- _Exercise aim_
Return each line of the listing that follows in which the string "SeriesButton" can be found.
++++ Records to process
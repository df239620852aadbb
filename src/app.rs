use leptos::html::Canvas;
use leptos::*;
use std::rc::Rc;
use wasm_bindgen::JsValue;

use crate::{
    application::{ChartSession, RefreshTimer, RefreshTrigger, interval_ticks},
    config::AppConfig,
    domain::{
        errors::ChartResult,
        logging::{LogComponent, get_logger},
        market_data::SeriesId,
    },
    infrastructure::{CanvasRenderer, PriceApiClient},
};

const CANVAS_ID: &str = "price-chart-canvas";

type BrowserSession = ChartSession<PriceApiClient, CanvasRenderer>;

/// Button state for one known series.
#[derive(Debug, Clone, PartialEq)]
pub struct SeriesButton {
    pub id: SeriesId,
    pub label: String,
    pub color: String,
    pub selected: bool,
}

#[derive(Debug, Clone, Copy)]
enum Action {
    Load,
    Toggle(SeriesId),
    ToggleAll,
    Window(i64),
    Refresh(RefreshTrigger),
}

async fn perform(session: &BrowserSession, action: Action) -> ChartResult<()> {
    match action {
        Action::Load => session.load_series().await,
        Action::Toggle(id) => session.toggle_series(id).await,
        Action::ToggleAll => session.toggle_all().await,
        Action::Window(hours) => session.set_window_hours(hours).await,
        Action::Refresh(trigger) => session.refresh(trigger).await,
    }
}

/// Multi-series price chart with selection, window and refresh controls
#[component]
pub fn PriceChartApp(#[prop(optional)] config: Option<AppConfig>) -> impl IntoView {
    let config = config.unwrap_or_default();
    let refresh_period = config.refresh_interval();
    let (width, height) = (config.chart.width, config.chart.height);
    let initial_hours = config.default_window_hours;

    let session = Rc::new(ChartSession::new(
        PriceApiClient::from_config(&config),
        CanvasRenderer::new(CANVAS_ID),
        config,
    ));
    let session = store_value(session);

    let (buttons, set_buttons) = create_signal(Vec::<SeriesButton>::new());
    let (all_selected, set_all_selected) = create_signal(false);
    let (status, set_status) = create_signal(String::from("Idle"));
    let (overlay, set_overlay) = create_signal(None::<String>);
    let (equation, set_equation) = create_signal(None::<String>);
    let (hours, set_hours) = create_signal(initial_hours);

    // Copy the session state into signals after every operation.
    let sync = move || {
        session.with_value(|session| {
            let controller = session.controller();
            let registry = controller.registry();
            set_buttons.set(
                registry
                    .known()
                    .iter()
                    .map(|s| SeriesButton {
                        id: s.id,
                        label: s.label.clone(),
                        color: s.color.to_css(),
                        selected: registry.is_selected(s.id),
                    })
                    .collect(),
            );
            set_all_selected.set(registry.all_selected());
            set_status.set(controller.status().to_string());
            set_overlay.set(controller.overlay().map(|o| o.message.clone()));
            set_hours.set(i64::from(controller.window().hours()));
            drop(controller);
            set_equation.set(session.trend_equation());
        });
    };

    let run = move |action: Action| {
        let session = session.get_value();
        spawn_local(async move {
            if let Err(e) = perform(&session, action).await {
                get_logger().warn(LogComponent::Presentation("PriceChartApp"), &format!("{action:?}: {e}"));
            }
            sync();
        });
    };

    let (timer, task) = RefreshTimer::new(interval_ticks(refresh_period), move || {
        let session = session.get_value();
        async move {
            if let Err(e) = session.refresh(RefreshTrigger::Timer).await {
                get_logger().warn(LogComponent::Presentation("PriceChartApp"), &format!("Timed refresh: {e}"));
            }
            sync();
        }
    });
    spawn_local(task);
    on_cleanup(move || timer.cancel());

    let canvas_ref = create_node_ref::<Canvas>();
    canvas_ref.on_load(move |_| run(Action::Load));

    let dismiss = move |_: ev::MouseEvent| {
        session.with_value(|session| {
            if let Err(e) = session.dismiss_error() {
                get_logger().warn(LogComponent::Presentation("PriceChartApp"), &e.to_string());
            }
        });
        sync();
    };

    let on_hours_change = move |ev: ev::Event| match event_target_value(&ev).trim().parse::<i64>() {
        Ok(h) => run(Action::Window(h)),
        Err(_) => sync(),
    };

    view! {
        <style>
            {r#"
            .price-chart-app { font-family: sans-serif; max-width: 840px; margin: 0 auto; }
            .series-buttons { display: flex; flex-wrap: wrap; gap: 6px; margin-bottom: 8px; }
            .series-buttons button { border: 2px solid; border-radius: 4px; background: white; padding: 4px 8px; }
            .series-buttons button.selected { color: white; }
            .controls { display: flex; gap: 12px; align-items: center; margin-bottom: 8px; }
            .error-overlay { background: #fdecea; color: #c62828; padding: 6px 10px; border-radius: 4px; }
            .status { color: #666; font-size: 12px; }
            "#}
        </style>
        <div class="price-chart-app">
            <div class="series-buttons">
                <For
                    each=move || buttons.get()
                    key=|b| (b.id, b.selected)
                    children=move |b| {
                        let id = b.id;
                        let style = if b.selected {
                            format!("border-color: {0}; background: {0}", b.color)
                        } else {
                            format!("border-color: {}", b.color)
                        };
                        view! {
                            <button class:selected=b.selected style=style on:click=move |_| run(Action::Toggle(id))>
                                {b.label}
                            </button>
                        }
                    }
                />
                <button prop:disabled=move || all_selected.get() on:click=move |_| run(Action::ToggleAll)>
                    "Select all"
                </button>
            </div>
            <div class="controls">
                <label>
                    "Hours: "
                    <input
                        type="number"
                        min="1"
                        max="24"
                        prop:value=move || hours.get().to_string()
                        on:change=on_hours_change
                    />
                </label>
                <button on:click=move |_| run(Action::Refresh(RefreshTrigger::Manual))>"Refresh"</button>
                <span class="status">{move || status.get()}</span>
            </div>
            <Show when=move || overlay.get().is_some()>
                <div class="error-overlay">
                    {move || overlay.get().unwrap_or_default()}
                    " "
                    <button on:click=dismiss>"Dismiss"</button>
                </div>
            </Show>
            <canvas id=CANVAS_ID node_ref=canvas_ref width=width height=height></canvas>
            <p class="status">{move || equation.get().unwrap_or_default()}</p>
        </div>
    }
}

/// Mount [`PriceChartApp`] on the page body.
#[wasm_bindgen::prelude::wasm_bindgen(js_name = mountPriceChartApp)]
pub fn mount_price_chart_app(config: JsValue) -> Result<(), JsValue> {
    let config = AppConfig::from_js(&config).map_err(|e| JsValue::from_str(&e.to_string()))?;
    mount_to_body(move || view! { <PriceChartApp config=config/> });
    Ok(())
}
++++++++
++++ Records to process
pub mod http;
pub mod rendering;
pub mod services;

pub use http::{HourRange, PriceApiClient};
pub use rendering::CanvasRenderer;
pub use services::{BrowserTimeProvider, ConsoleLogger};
++++++++
++++ Records to process
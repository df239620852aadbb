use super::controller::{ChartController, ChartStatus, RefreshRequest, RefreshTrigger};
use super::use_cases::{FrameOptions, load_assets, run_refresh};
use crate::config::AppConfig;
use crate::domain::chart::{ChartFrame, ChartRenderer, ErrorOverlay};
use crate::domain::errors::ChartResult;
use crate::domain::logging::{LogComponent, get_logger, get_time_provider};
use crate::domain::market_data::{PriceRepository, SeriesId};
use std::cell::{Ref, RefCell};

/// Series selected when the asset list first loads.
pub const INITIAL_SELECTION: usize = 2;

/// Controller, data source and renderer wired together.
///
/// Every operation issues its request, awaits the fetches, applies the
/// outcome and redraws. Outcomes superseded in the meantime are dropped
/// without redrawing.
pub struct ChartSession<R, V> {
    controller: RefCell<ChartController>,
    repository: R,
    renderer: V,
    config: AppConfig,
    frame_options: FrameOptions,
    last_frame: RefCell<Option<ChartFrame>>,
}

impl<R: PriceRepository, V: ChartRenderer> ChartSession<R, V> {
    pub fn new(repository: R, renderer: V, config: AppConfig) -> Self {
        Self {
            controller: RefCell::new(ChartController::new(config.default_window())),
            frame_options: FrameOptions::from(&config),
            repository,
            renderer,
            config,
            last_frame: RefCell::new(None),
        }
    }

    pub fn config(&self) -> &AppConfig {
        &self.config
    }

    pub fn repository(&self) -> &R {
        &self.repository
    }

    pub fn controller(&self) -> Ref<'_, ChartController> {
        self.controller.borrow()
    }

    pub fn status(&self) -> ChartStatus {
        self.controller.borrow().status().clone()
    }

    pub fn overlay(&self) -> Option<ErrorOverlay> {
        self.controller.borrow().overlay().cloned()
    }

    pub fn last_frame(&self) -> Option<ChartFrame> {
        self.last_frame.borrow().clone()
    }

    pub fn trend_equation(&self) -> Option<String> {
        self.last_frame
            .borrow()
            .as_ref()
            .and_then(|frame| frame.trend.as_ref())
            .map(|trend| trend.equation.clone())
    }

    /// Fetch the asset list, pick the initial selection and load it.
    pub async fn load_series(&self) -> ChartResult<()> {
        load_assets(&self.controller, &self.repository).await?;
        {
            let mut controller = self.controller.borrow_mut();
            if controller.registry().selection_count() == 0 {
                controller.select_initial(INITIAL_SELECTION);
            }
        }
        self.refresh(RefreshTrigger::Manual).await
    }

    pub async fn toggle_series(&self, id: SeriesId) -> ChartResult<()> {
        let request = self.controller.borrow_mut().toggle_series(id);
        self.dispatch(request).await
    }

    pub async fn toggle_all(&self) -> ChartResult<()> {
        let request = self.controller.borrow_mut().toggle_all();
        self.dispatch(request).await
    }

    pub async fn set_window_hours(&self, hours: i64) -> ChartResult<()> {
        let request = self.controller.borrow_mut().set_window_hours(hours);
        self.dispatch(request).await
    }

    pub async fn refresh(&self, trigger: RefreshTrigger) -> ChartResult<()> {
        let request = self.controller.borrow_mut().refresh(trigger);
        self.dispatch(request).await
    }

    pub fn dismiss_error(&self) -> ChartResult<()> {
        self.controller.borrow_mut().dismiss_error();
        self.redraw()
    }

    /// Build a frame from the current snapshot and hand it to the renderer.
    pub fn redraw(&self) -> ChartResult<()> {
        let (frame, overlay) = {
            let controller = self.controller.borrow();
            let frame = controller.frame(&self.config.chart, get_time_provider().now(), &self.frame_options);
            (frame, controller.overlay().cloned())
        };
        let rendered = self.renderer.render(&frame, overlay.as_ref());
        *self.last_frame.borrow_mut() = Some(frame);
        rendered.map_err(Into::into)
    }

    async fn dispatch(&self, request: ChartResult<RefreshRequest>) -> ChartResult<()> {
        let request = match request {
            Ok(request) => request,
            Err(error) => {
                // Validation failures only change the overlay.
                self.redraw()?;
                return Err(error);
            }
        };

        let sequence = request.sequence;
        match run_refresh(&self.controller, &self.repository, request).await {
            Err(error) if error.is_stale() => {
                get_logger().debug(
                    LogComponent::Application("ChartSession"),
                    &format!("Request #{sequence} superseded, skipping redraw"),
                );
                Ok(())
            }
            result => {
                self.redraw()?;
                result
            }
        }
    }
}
++++++++
- _Exercise solution_
pub struct SeriesButton {
    let (buttons, set_buttons) = create_signal(Vec::<SeriesButton>::new());
                    .map(|s| SeriesButton {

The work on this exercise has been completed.